RECORDS TO PROCESS START

//! OAuth 1.0a request signing (HMAC-SHA1, RFC 5849 section 3.4).

use std::time::{SystemTime, UNIX_EPOCH};

use base64::{
    Engine as _,
    engine::general_purpose::{STANDARD, URL_SAFE_NO_PAD},
};
use hmac::{Hmac, Mac};
use rand::{TryRngCore, rngs::OsRng};
use sha1::Sha1;
use url::Url;

use crate::FlickrError;

type HmacSha1 = Hmac<Sha1>;

const NONCE_BYTES: usize = 32;
const SIGNATURE_METHOD: &str = "HMAC-SHA1";
const OAUTH_VERSION: &str = "1.0";

/// Consumer credentials plus the token (if any) a request is signed with.
#[derive(Debug, Clone)]
pub struct Credentials<'a> {
    pub consumer_key: &'a str,
    pub consumer_secret: &'a str,
    pub token: Option<&'a str>,
    pub token_secret: Option<&'a str>,
}

pub fn generate_nonce() -> Result<String, FlickrError> {
    let mut bytes = [0u8; NONCE_BYTES];
    OsRng
        .try_fill_bytes(&mut bytes)
        .map_err(|err| FlickrError::OsRng {
            message: err.to_string(),
        })?;
    Ok(URL_SAFE_NO_PAD.encode(bytes))
}

fn timestamp() -> String {
    SystemTime::now()
        .duration_since(UNIX_EPOCH)
        .map(|elapsed| elapsed.as_secs())
        .unwrap_or_default()
        .to_string()
}

fn encode(value: &str) -> String {
    urlencoding::encode(value).into_owned()
}

/// Builds the full parameter list for a signed request: the caller's
/// parameters, the `oauth_*` protocol parameters and `oauth_signature`.
pub fn signed_params(
    method: &str,
    url: &str,
    credentials: &Credentials<'_>,
    params: Vec<(String, String)>,
) -> Result<Vec<(String, String)>, FlickrError> {
    let nonce = generate_nonce()?;
    signed_params_with(method, url, credentials, params, &nonce, &timestamp())
}

fn signed_params_with(
    method: &str,
    url: &str,
    credentials: &Credentials<'_>,
    mut params: Vec<(String, String)>,
    nonce: &str,
    timestamp: &str,
) -> Result<Vec<(String, String)>, FlickrError> {
    params.push((
        "oauth_consumer_key".to_string(),
        credentials.consumer_key.to_string(),
    ));
    params.push(("oauth_nonce".to_string(), nonce.to_string()));
    params.push((
        "oauth_signature_method".to_string(),
        SIGNATURE_METHOD.to_string(),
    ));
    params.push(("oauth_timestamp".to_string(), timestamp.to_string()));
    params.push(("oauth_version".to_string(), OAUTH_VERSION.to_string()));
    if let Some(token) = credentials.token {
        params.push(("oauth_token".to_string(), token.to_string()));
    }

    let signature = sign(
        method,
        url,
        &params,
        credentials.consumer_secret,
        credentials.token_secret,
    )?;
    params.push(("oauth_signature".to_string(), signature));
    Ok(params)
}

pub fn sign(
    method: &str,
    url: &str,
    params: &[(String, String)],
    consumer_secret: &str,
    token_secret: Option<&str>,
) -> Result<String, FlickrError> {
    let base = base_string(method, url, params)?;
    let key = format!(
        "{}&{}",
        encode(consumer_secret),
        encode(token_secret.unwrap_or_default())
    );

    let mut mac =
        HmacSha1::new_from_slice(key.as_bytes()).map_err(|_| FlickrError::InvalidSigningKey)?;
    mac.update(base.as_bytes());
    Ok(STANDARD.encode(mac.finalize().into_bytes()))
}

pub fn base_string(
    method: &str,
    url: &str,
    params: &[(String, String)],
) -> Result<String, FlickrError> {
    let mut encoded: Vec<(String, String)> = params
        .iter()
        .map(|(key, value)| (encode(key), encode(value)))
        .collect();
    encoded.sort();

    let normalized = encoded
        .iter()
        .map(|(key, value)| format!("{key}={value}"))
        .collect::<Vec<_>>()
        .join("&");

    Ok(format!(
        "{}&{}&{}",
        method.to_ascii_uppercase(),
        encode(&base_url(url)?),
        encode(&normalized)
    ))
}

fn base_url(url: &str) -> Result<String, FlickrError> {
    let url = Url::parse(url)?;
    let host = url.host_str().unwrap_or_default();
    Ok(match url.port() {
        Some(port) => format!("{}://{}:{}{}", url.scheme(), host, port, url.path()),
        None => format!("{}://{}{}", url.scheme(), host, url.path()),
    })
}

RECORDS TO PROCESS END

**WORK REQUEST**
The full set of lines above should be retyped without a single change.

**OUTPUT FOR THIS TASK**
//! OAuth 1.0a request signing (HMAC-SHA1, RFC 5849 section 3.4).

use std::time::{SystemTime, UNIX_EPOCH};

use base64::{
    Engine as _,
    engine::general_purpose::{STANDARD, URL_SAFE_NO_PAD},
};
use hmac::{Hmac, Mac};
use rand::{TryRngCore, rngs::OsRng};
use sha1::Sha1;
use url::Url;

use crate::FlickrError;

type HmacSha1 = Hmac<Sha1>;

const NONCE_BYTES: usize = 32;
const SIGNATURE_METHOD: &str = "HMAC-SHA1";
const OAUTH_VERSION: &str = "1.0";

/// Consumer credentials plus the token (if any) a request is signed with.
#[derive(Debug, Clone)]
pub struct Credentials<'a> {
    pub consumer_key: &'a str,
    pub consumer_secret: &'a str,
    pub token: Option<&'a str>,
    pub token_secret: Option<&'a str>,
}

pub fn generate_nonce() -> Result<String, FlickrError> {
    let mut bytes = [0u8; NONCE_BYTES];
    OsRng
        .try_fill_bytes(&mut bytes)
        .map_err(|err| FlickrError::OsRng {
            message: err.to_string(),
        })?;
    Ok(URL_SAFE_NO_PAD.encode(bytes))
}

fn timestamp() -> String {
    SystemTime::now()
        .duration_since(UNIX_EPOCH)
        .map(|elapsed| elapsed.as_secs())
        .unwrap_or_default()
        .to_string()
}

fn encode(value: &str) -> String {
    urlencoding::encode(value).into_owned()
}

/// Builds the full parameter list for a signed request: the caller's
/// parameters, the `oauth_*` protocol parameters and `oauth_signature`.
pub fn signed_params(
    method: &str,
    url: &str,
    credentials: &Credentials<'_>,
    params: Vec<(String, String)>,
) -> Result<Vec<(String, String)>, FlickrError> {
    let nonce = generate_nonce()?;
    signed_params_with(method, url, credentials, params, &nonce, &timestamp())
}

fn signed_params_with(
    method: &str,
    url: &str,
    credentials: &Credentials<'_>,
    mut params: Vec<(String, String)>,
    nonce: &str,
    timestamp: &str,
) -> Result<Vec<(String, String)>, FlickrError> {
    params.push((
        "oauth_consumer_key".to_string(),
        credentials.consumer_key.to_string(),
    ));
    params.push(("oauth_nonce".to_string(), nonce.to_string()));
    params.push((
        "oauth_signature_method".to_string(),
        SIGNATURE_METHOD.to_string(),
    ));
    params.push(("oauth_timestamp".to_string(), timestamp.to_string()));
    params.push(("oauth_version".to_string(), OAUTH_VERSION.to_string()));
    if let Some(token) = credentials.token {
        params.push(("oauth_token".to_string(), token.to_string()));
    }

    let signature = sign(
        method,
        url,
        &params,
        credentials.consumer_secret,
        credentials.token_secret,
    )?;
    params.push(("oauth_signature".to_string(), signature));
    Ok(params)
}

pub fn sign(
    method: &str,
    url: &str,
    params: &[(String, String)],
    consumer_secret: &str,
    token_secret: Option<&str>,
) -> Result<String, FlickrError> {
    let base = base_string(method, url, params)?;
    let key = format!(
        "{}&{}",
        encode(consumer_secret),
        encode(token_secret.unwrap_or_default())
    );

    let mut mac =
        HmacSha1::new_from_slice(key.as_bytes()).map_err(|_| FlickrError::InvalidSigningKey)?;
    mac.update(base.as_bytes());
    Ok(STANDARD.encode(mac.finalize().into_bytes()))
}

pub fn base_string(
    method: &str,
    url: &str,
    params: &[(String, String)],
) -> Result<String, FlickrError> {
    let mut encoded: Vec<(String, String)> = params
        .iter()
        .map(|(key, value)| (encode(key), encode(value)))
        .collect();
    encoded.sort();

    let normalized = encoded
        .iter()
        .map(|(key, value)| format!("{key}={value}"))
        .collect::<Vec<_>>()
        .join("&");

    Ok(format!(
        "{}&{}&{}",
        method.to_ascii_uppercase(),
        encode(&base_url(url)?),
        encode(&normalized)
    ))
}

fn base_url(url: &str) -> Result<String, FlickrError> {
    let url = Url::parse(url)?;
    let host = url.host_str().unwrap_or_default();
    Ok(match url.port() {
        Some(port) => format!("{}://{}:{}{}", url.scheme(), host, port, url.path()),
        None => format!("{}://{}{}", url.scheme(), host, url.path()),
    })
}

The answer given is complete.